Task requirements:
Your answer should consist of the lines in the following data that contain "merge".

Given entries:
○ ○ ○ ○ ○

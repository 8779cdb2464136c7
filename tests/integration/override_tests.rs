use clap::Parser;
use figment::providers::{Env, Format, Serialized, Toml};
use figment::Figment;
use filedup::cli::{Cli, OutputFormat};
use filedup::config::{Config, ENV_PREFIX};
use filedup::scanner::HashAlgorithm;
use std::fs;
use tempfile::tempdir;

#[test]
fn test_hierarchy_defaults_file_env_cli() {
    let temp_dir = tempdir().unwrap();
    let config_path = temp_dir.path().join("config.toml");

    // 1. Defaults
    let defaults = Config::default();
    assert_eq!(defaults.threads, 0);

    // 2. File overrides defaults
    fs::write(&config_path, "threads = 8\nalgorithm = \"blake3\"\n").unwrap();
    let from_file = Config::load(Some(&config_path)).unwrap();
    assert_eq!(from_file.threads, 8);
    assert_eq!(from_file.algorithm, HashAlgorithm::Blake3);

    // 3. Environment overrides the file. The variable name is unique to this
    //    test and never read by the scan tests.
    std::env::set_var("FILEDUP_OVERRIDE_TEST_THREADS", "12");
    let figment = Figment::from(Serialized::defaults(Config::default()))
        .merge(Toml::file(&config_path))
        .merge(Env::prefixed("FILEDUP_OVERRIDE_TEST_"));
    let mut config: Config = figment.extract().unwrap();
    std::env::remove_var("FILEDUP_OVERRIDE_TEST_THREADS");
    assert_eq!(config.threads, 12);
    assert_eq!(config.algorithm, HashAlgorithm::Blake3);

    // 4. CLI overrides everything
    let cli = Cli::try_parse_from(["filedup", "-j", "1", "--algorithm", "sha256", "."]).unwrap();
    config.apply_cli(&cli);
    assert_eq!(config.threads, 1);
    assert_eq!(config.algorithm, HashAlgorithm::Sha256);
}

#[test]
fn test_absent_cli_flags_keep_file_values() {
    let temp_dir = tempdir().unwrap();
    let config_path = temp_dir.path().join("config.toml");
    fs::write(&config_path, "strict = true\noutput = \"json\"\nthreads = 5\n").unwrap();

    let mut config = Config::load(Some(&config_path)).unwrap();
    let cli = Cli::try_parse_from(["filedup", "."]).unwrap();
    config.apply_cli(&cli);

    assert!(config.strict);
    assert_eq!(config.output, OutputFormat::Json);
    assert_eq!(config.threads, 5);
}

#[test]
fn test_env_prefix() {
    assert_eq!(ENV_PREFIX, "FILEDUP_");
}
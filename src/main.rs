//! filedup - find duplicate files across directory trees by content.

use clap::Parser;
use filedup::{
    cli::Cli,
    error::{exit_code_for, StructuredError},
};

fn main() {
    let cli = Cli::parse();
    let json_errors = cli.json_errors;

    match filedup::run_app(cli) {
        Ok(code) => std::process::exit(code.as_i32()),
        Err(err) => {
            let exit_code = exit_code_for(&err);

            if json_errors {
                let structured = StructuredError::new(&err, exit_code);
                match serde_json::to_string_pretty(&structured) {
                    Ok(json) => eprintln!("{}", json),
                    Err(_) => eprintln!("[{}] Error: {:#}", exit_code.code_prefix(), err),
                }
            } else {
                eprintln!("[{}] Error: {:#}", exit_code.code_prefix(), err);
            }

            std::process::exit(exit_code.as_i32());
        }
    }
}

○ ○ ○ ○ ○

Written reply:
        .merge(Toml::file(&config_path))
        .merge(Env::prefixed("FILEDUP_OVERRIDE_TEST_"));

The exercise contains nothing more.